Requirement
Reproduce the data in full, exactly.
[[ Data for review, beginning ]]
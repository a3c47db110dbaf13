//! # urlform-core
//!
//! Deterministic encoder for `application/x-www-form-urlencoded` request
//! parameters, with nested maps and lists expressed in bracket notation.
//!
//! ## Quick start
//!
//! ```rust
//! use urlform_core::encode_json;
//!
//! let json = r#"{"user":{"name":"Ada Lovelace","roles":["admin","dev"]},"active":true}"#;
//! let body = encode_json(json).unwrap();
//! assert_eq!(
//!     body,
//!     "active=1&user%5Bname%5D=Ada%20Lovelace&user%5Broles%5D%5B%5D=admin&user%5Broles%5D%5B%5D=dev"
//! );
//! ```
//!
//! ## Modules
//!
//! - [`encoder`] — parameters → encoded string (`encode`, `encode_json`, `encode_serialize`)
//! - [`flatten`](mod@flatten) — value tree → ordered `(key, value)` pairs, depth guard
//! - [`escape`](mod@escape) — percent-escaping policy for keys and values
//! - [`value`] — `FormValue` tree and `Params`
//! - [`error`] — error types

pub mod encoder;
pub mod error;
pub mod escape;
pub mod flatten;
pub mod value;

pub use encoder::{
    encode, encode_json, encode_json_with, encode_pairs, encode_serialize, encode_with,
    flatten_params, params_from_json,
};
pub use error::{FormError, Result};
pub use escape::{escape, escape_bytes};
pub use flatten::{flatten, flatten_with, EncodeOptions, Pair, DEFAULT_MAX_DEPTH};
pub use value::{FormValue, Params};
[[ Data for review, end ]]
Result
repository a3c47db110dbaf13
//! # urlform-core
//!
//! Deterministic encoder for `application/x-www-form-urlencoded` request
//! parameters, with nested maps and lists expressed in bracket notation.
//!
//! ## Quick start
//!
//! ```rust
//! use urlform_core::encode_json;
//!
//! let json = r#"{"user":{"name":"Ada Lovelace","roles":["admin","dev"]},"active":true}"#;
//! let body = encode_json(json).unwrap();
//! assert_eq!(
//!     body,
//!     "active=1&user%5Bname%5D=Ada%20Lovelace&user%5Broles%5D%5B%5D=admin&user%5Broles%5D%5B%5D=dev"
//! );
//! ```
//!
//! ## Modules
//!
//! - [`encoder`] — parameters → encoded string (`encode`, `encode_json`, `encode_serialize`)
//! - [`flatten`](mod@flatten) — value tree → ordered `(key, value)` pairs, depth guard
//! - [`escape`](mod@escape) — percent-escaping policy for keys and values
//! - [`value`] — `FormValue` tree and `Params`
//! - [`error`] — error types

pub mod encoder;
pub mod error;
pub mod escape;
pub mod flatten;
pub mod value;

pub use encoder::{
    encode, encode_json, encode_json_with, encode_pairs, encode_serialize, encode_with,
    flatten_params, params_from_json,
};
pub use error::{FormError, Result};
pub use escape::{escape, escape_bytes};
pub use flatten::{flatten, flatten_with, EncodeOptions, Pair, DEFAULT_MAX_DEPTH};
pub use value::{FormValue, Params};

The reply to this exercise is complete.